Households’ payments for medical premiums, copayments and deductibles pushed more than seven million Americans into poverty in 2014, according to a study appearing in the American Journal of Public Health.

Such payments also dramatically worsened overall income inequality.  

The researchers analyzed data on household medical payments from the Census Bureau’s 2010-2015 Current Population Survey, the standard source for estimating income and poverty.

The researchers calculated the number of people who were below the poverty level before taking into account their medical expenses.

Then they compared that to the number whose income fell below the poverty level after subtracting payments for health insurance and out-of-pocket medical expenses.

After taking account of households’ medical payments, the incomes of the poorest 10 percent of the population fell by 47.6 percent.

The burden of health care spending fell steadily as income rose.

Such spending cut the incomes of households at the median income by about eight percent, while it reduced the income of the wealthiest 1 percent by only 1.3 percent.

The researchers found that families’ health care spending markedly increased overall income inequality. Using economists’ standard measure of income inequality, the Gini index, they found that the index worsened by 1.37 points after taking account of health care expenditures.

If employer-paid premiums were considered part of an employee’s compensation – a standard assumption in economics – the effect of medical payments on income inequality was even greater, a worsening of 1.70 points.

These health spending impacts on incomes were equivalent to transferring between $149.6 billion (1.37 percent) and $185.6 billion (1.70 percent) from households with incomes below $75,738 to wealthier households in 2014.

“In many other countries, health care helps cushion the effects of poverty,”

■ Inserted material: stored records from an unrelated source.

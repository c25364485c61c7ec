//! One open handle onto a content.

use std::ops::Range;
use std::ptr::NonNull;
use std::sync::{Arc, Mutex, MutexGuard};

use sqlite_vfs::{error::Error, DatabaseHandle, LockKind, ShmLockMode};

use crate::content::Registry;
use crate::error::Error as BackendError;
use crate::shm::ShmHandle;

type Result<T> = std::result::Result<T, Error<BackendError>>;

/// A file opened on a [crate::MemVfs]. Handles resolve their content by name
/// under the instance lock, so several handles of the same file observe one
/// shared content.
pub struct MemHandle {
    registry: Arc<Mutex<Registry>>,
    name: String,
    lock: LockKind,
    shm: ShmHandle,
}

impl MemHandle {
    pub(crate) fn new(registry: Arc<Mutex<Registry>>, name: String) -> MemHandle {
        MemHandle {
            registry,
            name,
            lock: LockKind::None,
            shm: ShmHandle::default(),
        }
    }

    fn registry(&self) -> MutexGuard<'_, Registry> {
        // A poisoned instance lock only means another handle panicked
        // mid-operation; the registry itself stays usable.
        self.registry
            .lock()
            .unwrap_or_else(|poisoned| poisoned.into_inner())
    }
}

impl std::fmt::Debug for MemHandle {
    fn fmt(&self, f: &mut std::fmt::Formatter<'_>) -> std::fmt::Result {
        f.debug_struct("MemHandle")
            .field("name", &self.name)
            .field("lock", &self.lock)
            .finish_non_exhaustive()
    }
}

impl DatabaseHandle for MemHandle {
    type Error = BackendError;

    fn size(&self) -> Result<u64> {
        self.registry().file_size(&self.name)
    }

    fn read_exact_at(&mut self, buf: &mut [u8], offset: u64) -> Result<()> {
        self.registry().read(&self.name, offset, buf)
    }

    fn write_all_at(&mut self, buf: &[u8], offset: u64) -> Result<()> {
        self.registry().write(&self.name, offset, buf)
    }

    fn sync(&mut self, _data_only: bool) -> Result<()> {
        self.registry().sync(&self.name)
    }

    fn set_len(&mut self, size: u64) -> Result<()> {
        self.registry().truncate(&self.name, size)
    }

    fn lock(&mut self, lock: LockKind) -> Result<bool> {
        self.registry().set_lock(&self.name, self.lock, lock);
        self.lock = lock;
        Ok(true)
    }

    fn reserved(&mut self) -> Result<bool> {
        self.registry().reserved(&self.name, self.lock)
    }

    fn current_lock(&self) -> Result<LockKind> {
        Ok(self.lock)
    }

    fn pragma(&mut self, pragma: &str, value: Option<&str>) -> Result<()> {
        tracing::trace!(file = %self.name, pragma, ?value, "pragma");
        self.registry
            .lock()
            .unwrap_or_else(|poisoned| poisoned.into_inner())
            .pragma(&self.name, pragma, value)
    }

    fn shm_map(&mut self, region: u32, size: usize, extend: bool) -> Result<Option<NonNull<u8>>> {
        self.registry
            .lock()
            .unwrap_or_else(|poisoned| poisoned.into_inner())
            .shm_map(&self.name, region, size, extend, &mut self.shm)
    }

    fn shm_lock(&mut self, slots: Range<u8>, mode: ShmLockMode) -> Result<bool> {
        self.registry
            .lock()
            .unwrap_or_else(|poisoned| poisoned.into_inner())
            .shm_lock(&self.name, slots, mode, &mut self.shm)
    }

    fn shm_unlock(&mut self, slots: Range<u8>, mode: ShmLockMode) -> Result<()> {
        self.registry
            .lock()
            .unwrap_or_else(|poisoned| poisoned.into_inner())
            .shm_unlock(&self.name, slots, mode, &mut self.shm)
    }

    fn shm_unmap(&mut self, delete: bool) -> Result<()> {
        self.registry
            .lock()
            .unwrap_or_else(|poisoned| poisoned.into_inner())
            .shm_unmap(&self.name, delete, &mut self.shm)
    }
}

impl Drop for MemHandle {
    fn drop(&mut self) {
        tracing::trace!(file = %self.name, "closing handle");
        self.registry
            .lock()
            .unwrap_or_else(|poisoned| poisoned.into_inner())
            .close_handle(&self.name, self.lock, &mut self.shm);
    }
}
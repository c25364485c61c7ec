use std::ffi::{c_char, c_int, c_void, CStr};
use std::mem::{self, MaybeUninit};
use std::ptr::null_mut;
use std::slice;

use crate::error::Error;
use crate::state::{file_state, null_ptr_error, FileState};
use crate::{DatabaseHandle, LockKind, ShmLockMode, Vfs};

/// Close a file.
pub unsafe extern "C" fn close<V: Vfs, F: DatabaseHandle>(
    p_file: *mut libsqlite3_sys::sqlite3_file,
) -> c_int {
    if let Some(f) = (p_file as *mut FileState<V, F>).as_mut() {
        let ext = mem::replace(&mut f.ext, MaybeUninit::uninit());
        // Extract the value to drop it; the handle releases its reference on
        // the underlying file (and deletes it when it was opened
        // delete-on-close) as part of its Drop impl.
        let ext = ext.assume_init();
        log::trace!("[{}] close ({})", ext.id, ext.db_name);
    }

    libsqlite3_sys::SQLITE_OK
}

/// Read data from a file.
pub unsafe extern "C" fn read<V: Vfs, F: DatabaseHandle<Error = V::Error>>(
    p_file: *mut libsqlite3_sys::sqlite3_file,
    z_buf: *mut c_void,
    i_amt: c_int,
    i_ofst: libsqlite3_sys::sqlite3_int64,
) -> c_int {
    let state = match file_state::<V, F>(p_file) {
        Ok(f) => f,
        Err(_) => return libsqlite3_sys::SQLITE_IOERR_READ,
    };
    log::trace!(
        "[{}] read offset={} len={} ({})",
        state.id,
        i_ofst,
        i_amt,
        state.db_name
    );

    let out = slice::from_raw_parts_mut(z_buf as *mut u8, i_amt as usize);
    if let Err(err) = state.file.read_exact_at(out, i_ofst as u64) {
        if let Error::ShortRead = err {
            return libsqlite3_sys::SQLITE_IOERR_SHORT_READ;
        }
        return state.set_last_error(libsqlite3_sys::SQLITE_IOERR_READ, err);
    }

    libsqlite3_sys::SQLITE_OK
}
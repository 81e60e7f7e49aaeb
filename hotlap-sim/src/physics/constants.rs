// Structural ratios of the driving model. Tuning that a track or car might
// reasonably override (top speed, acceleration, friction, car size) lives in
// GLOBAL_CONFIG instead.

// Reverse gear applies this fraction of forward acceleration, and reverse
// top speed is capped at this fraction of forward top speed
pub const REVERSE_ACCEL_RATIO: f64 = 0.6;
pub const REVERSE_SPEED_RATIO: f64 = 0.4;

// Steering authority falls off linearly with speed, down to a floor so the
// car never becomes completely unsteerable at top speed
pub const TURN_AUTHORITY_FLOOR: f64 = 0.3;
pub const TURN_AUTHORITY_FALLOFF: f64 = 0.5;

// Below this speed the car cannot rotate in place; below the stop epsilon
// the speed snaps to exactly zero so friction never leaves a perpetual creep
pub const MIN_TURNING_SPEED: f64 = 5.0;
pub const STOP_EPSILON: f64 = 1.0;

// Hitting a wall keeps this fraction of the incoming speed and nudges the
// car this many world units away from the wall's center per tick
pub const WALL_SPEED_RETENTION: f64 = 0.3;
pub const WALL_PUSHBACK_DISTANCE: f64 = 5.0;

// The tick scheduler clamps elapsed time to this before calling into the
// simulation; the simulation treats it as a precondition
pub const MAX_TICK_MS: f64 = 100.0;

said Dr. Steffie Woolhandler, a study author who is a professor of public health at the City University of New York at Hunter College (CUNY/Hunter) and lecturer in medicine at Harvard Medical School. “But our health care financing system drives millions of Americans into poverty and worsens inequality. That’s not just a financial problem, it’s a medical one because poverty breeds ill-health.”

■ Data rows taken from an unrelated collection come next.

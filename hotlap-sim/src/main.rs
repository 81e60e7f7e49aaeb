use std::thread;
use std::time::{Duration, Instant};

use hotlap_core::control::ControlIntent;
use hotlap_core::time::format_lap_time;
use hotlap_core::GLOBAL_CONFIG;

use hotlap_sim::physics::constants::MAX_TICK_MS;
use hotlap_sim::race::RaceSession;
use hotlap_sim::track::Track;

// Headless demo driver: runs the oval with a scripted full-throttle,
// hard-right driver for a fixed number of laps. Useful for watching the
// simulation behave without any front end attached.
fn main() {
    env_logger::init();

    let track = Track::oval(GLOBAL_CONFIG.world_width, GLOBAL_CONFIG.world_height);
    let mut session = RaceSession::new(track);
    session.start_race();
    session.set_intent(ControlIntent {
        forward: true,
        steer_right: true,
        ..ControlIntent::default()
    });

    let tick_duration = Duration::from_millis(GLOBAL_CONFIG.tick_ms);
    let target_laps = 3;
    // bail out if the scripted driver wedges itself in a corner
    let deadline = Instant::now() + Duration::from_secs(120);
    let mut previous_tick = Instant::now();

    while session.progress().current_lap <= target_laps && Instant::now() < deadline {
        let start_time = Instant::now();

        // the scheduler side of the update-loop contract: measured elapsed
        // time, clamped so a stalled frame can't blow up the integration
        let elapsed_ms = (start_time - previous_tick).as_secs_f64() * 1000.0;
        session.tick(elapsed_ms.min(MAX_TICK_MS));
        previous_tick = start_time;

        // wait out the remainder of the tick
        let remaining = tick_duration.saturating_sub(start_time.elapsed());
        thread::sleep(remaining);
    }

    let progress = session.progress();
    log::info!(
        "done: {} laps, best {}",
        progress.completed_lap_times.len(),
        format_lap_time(progress.best_lap_time.unwrap_or(0.0)),
    );
}
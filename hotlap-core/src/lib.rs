pub mod control;
pub mod lap;
mod settings;
pub mod time;

pub use settings::GLOBAL_CONFIG;
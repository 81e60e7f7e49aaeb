use serde::{Deserialize, Serialize};

// ControlIntent is the per-tick snapshot of what the driver is asking the
// car to do. The input collaborator (keyboard tracking, a scripted driver,
// a test) writes one of these between ticks; the simulation reads a single
// consistent copy at the start of each tick.
#[derive(Copy, Clone, Debug, Default, PartialEq, Eq, Serialize, Deserialize)]
pub struct ControlIntent {
    pub forward: bool,
    pub backward: bool,
    pub steer_left: bool,
    pub steer_right: bool,
}

impl ControlIntent {
    // the all-clear snapshot input sources fall back to on focus loss
    pub fn released() -> Self {
        ControlIntent::default()
    }
}
use glam::DVec2;

use crate::physics::bounding_box::BoundingBox;
use crate::physics::constants::{WALL_PUSHBACK_DISTANCE, WALL_SPEED_RETENTION};
use crate::physics::vehicle::Vehicle;

/* Clamp a freshly-advanced car against the track walls. The first corner
 * found inside a wall counts as the collision for this tick: the car keeps
 * only a fraction of its speed and gets nudged away from that wall's
 * center. The nudge is a soft positional correction, not an exact
 * penetration resolution; a fast car can stay overlapped for a few ticks
 * and gets the same correction re-applied each tick until it is clear. */
pub fn resolve_wall_collisions(vehicle: &Vehicle, walls: &[BoundingBox]) -> Vehicle {
    let corners = vehicle.corners();

    for wall in walls {
        for corner in corners {
            if wall.contains_point(corner) {
                return Vehicle {
                    speed: vehicle.speed * WALL_SPEED_RETENTION,
                    position: vehicle.position + pushback_direction(vehicle.position, wall) * WALL_PUSHBACK_DISTANCE,
                    ..*vehicle
                };
            }
        }
    }

    *vehicle
}

// unit vector from the wall's center toward the car; if the car sits exactly
// on the wall's center there is no direction to normalize, so push +x
fn pushback_direction(car_position: DVec2, wall: &BoundingBox) -> DVec2 {
    let direction = (car_position - wall.center()).normalize_or_zero();
    if direction == DVec2::ZERO {
        DVec2::X
    } else {
        direction
    }
}
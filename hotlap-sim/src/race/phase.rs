// During Menu nothing is simulated; the session waits for a race to start.
// Countdown shows the grid and runs the start clock down; controls are dead
// until it hits zero. Racing ticks the full simulation. There is no
// finished phase: the lap count grows without bound until a restart.
#[derive(Copy, Clone, Debug, PartialEq)]
pub enum RacePhase {
    Menu,
    Countdown { remaining_ms: f64 },
    Racing,
}

impl RacePhase {
    pub fn is_racing(&self) -> bool {
        matches!(self, RacePhase::Racing)
    }
}
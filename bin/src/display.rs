//! Display utilities and output formatting for the tscache CLI.

use anyhow::{Context, Result};
use chrono::{DateTime, NaiveDate, Utc};
use clap::ValueEnum;
use directories::ProjectDirs;
use std::fs::File;
use std::io::{BufWriter, Write};
use std::path::{Path, PathBuf};
use tracing_subscriber::EnvFilter;
use tscache_lib::prelude::*;

/// Output format for queried candles.
#[derive(Clone, Copy, ValueEnum)]
pub(crate) enum Format {
    Csv,
    Json,
    Ndjson,
}

impl From<Format> for OutputFormat {
    fn from(format: Format) -> Self {
        match format {
            Format::Csv => Self::Csv,
            Format::Json => Self::Json,
            Format::Ndjson => Self::Ndjson,
        }
    }
}

/// Which end of a short block is assumed to be missing records.
#[derive(Clone, Copy, Debug, PartialEq, Eq, ValueEnum)]
pub(crate) enum Alignment {
    /// History began inside the block (newly listed symbols).
    Start,
    /// History stops inside the block (ranges reaching up to now).
    End,
}

impl From<Alignment> for ShortBlockAlignment {
    fn from(alignment: Alignment) -> Self {
        match alignment {
            Alignment::Start => Self::Start,
            Alignment::End => Self::End,
        }
    }
}

/// Installs the global tracing subscriber.
///
/// `RUST_LOG` takes precedence over the verbosity flags.
pub(crate) fn init_tracing(verbose: u8, quiet: bool) {
    let level = match (quiet, verbose) {
        (true, _) => "error",
        (false, 0) => "warn",
        (false, 1) => "info",
        (false, 2) => "debug",
        (false, _) => "trace",
    };
    let filter = EnvFilter::try_from_default_env().unwrap_or_else(|_| EnvFilter::new(level));

    tracing_subscriber::fmt()
        .with_env_filter(filter)
        .with_writer(std::io::stderr)
        .init();
}

/// Returns the default cache directory.
pub(crate) fn default_cache_dir() -> PathBuf {
    ProjectDirs::from("", "", "tscache").map_or_else(
        || {
            std::env::var("HOME")
                .map(PathBuf::from)
                .unwrap_or_else(|_| PathBuf::from("."))
                .join(".tscache")
        },
        |proj_dirs| proj_dirs.cache_dir().to_path_buf(),
    )
}

/// Parses a time argument as a date (midnight UTC) or an RFC 3339 timestamp.
pub(crate) fn parse_time(s: &str) -> Result<DateTime<Utc>> {
    if let Ok(date) = NaiveDate::parse_from_str(s, "%Y-%m-%d") {
        return Ok(date.and_time(chrono::NaiveTime::MIN).and_utc());
    }
    DateTime::parse_from_rfc3339(s)
        .map(|t| t.with_timezone(&Utc))
        .with_context(|| format!("Invalid time: {s} (expected YYYY-MM-DD or RFC 3339)"))
}

/// Parses an optional end time, defaulting to now.
pub(crate) fn parse_end(s: Option<&str>) -> Result<DateTime<Utc>> {
    s.map_or_else(|| Ok(Utc::now()), parse_time)
}

/// Parses a granularity argument.
pub(crate) fn parse_granularity(s: &str) -> Result<Granularity> {
    s.parse::<Granularity>()
        .with_context(|| format!("Invalid granularity: {s}"))
}

/// Writes candles to a file, or stdout when no path is given.
pub(crate) fn write_output(
    candles: &[Candle],
    output: Option<&Path>,
    format: Format,
) -> Result<()> {
    match output {
        Some(path) => {
            let file = File::create(path)
                .with_context(|| format!("Failed to create {}", path.display()))?;
            write_candles(format.into(), candles, BufWriter::new(file))?;
        }
        None => {
            let stdout = std::io::stdout();
            let mut writer = BufWriter::new(stdout.lock());
            write_candles(format.into(), candles, &mut writer)?;
            writer.flush()?;
        }
    }
    Ok(())
}
//! Error types for cache operations.

use chrono::{DateTime, Utc};
use std::path::PathBuf;
use thiserror::Error;
use tscache_store::{CodecError, StoreError};
use tscache_types::{BlockKey, GranularityParseError, RangeError, SymbolError};

/// Result type alias for cache operations.
pub type Result<T> = std::result::Result<T, CacheError>;

/// Errors that can occur while answering a query.
#[derive(Error, Debug)]
pub enum CacheError {
    /// The granularity string is malformed.
    #[error(transparent)]
    InvalidGranularity(#[from] GranularityParseError),

    /// The query range is inverted.
    #[error(transparent)]
    InvalidRange(#[from] RangeError),

    /// The symbol cannot be used as a directory name.
    #[error(transparent)]
    InvalidSymbol(#[from] SymbolError),

    /// The query starts before the anchor time.
    #[error("Query start {timestamp} is before the cache anchor {anchor}")]
    BeforeAnchor {
        /// The offending timestamp.
        timestamp: DateTime<Utc>,
        /// The configured anchor.
        anchor: DateTime<Utc>,
    },

    /// The configuration is unusable.
    #[error("Invalid cache configuration: {0}")]
    InvalidConfig(String),

    /// A block's time span does not fit the supported time range.
    #[error("Block {0} is outside the representable time range")]
    IndexOverflow(BlockKey),

    /// A persisted block could not be decoded.
    #[error("Corrupt block file '{path}': {source}")]
    CorruptBlock {
        /// The block path.
        path: PathBuf,
        /// The decoding error.
        source: CodecError,
    },

    /// A filesystem operation failed.
    #[error(transparent)]
    Store(StoreError),

    /// The remote fetcher failed.
    #[error("Fetch failed for block {key} at {start}: {source}")]
    Fetch {
        /// The block being fetched.
        key: BlockKey,
        /// Start time of the failed page.
        start: DateTime<Utc>,
        /// The fetcher's error.
        source: Box<dyn std::error::Error + Send + Sync>,
    },
}

impl From<StoreError> for CacheError {
    fn from(err: StoreError) -> Self {
        match err {
            StoreError::CorruptBlock { path, source } => Self::CorruptBlock { path, source },
            other => Self::Store(other),
        }
    }
}

impl CacheError {
    /// Returns true if the error came from the remote fetcher.
    #[must_use]
    pub const fn is_fetch(&self) -> bool {
        matches!(self, Self::Fetch { .. })
    }
}
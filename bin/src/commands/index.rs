//! Index command implementation.
//!
//! This module shows how a timestamp maps onto global indices and blocks.

use crate::display::{parse_granularity, parse_time};
use anyhow::Result;
use tscache_lib::prelude::*;
use tscache_lib::{DEFAULT_BLOCK_SIZE, base_date};

/// Show index and block arithmetic for a timestamp.
pub(crate) fn show_index(timestamp: &str, granularity_str: &str) -> Result<()> {
    let granularity = parse_granularity(granularity_str)?;
    let at = parse_time(timestamp)?;
    let calc = IndexCalculator::default();

    let index = calc.to_index(at, granularity);
    let block = IndexCalculator::to_block_index(index, DEFAULT_BLOCK_SIZE);
    let (first, last) = IndexCalculator::block_bounds(block, DEFAULT_BLOCK_SIZE);

    println!("Timestamp:   {at}");
    println!("Anchor:      {}", base_date());
    println!("Granularity: {granularity} ({} seconds)", granularity.seconds());
    println!("Index:       {index}");
    println!("Block:       {block} (size {DEFAULT_BLOCK_SIZE})");
    println!("Offset:      {}", index - first);
    println!("Covers:      indices {first} to {last}");
    if let Some(start) = calc.block_start_time(block, granularity, DEFAULT_BLOCK_SIZE) {
        println!("Block start: {start}");
    }
    if index < 0 {
        println!("\nWarning: timestamp is before the anchor and cannot be queried.");
    }
    Ok(())
}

Dr. David Himmelstein, a professor at CUNY/Hunter and staff physician at Montefiore Medical Center in the Bronx said that in recent years, “the gaps between rich and poor in both income and life expectancy have widened.”

“Today, the richest Americans live 10 to 15 years longer than the poorest,” Dr. Himmelstein said. “A national health insurance program funded from progressive taxes instead of premiums and out-of-pocket payments would shift the financing burden to those who can afford it, and improve the health of our nation.”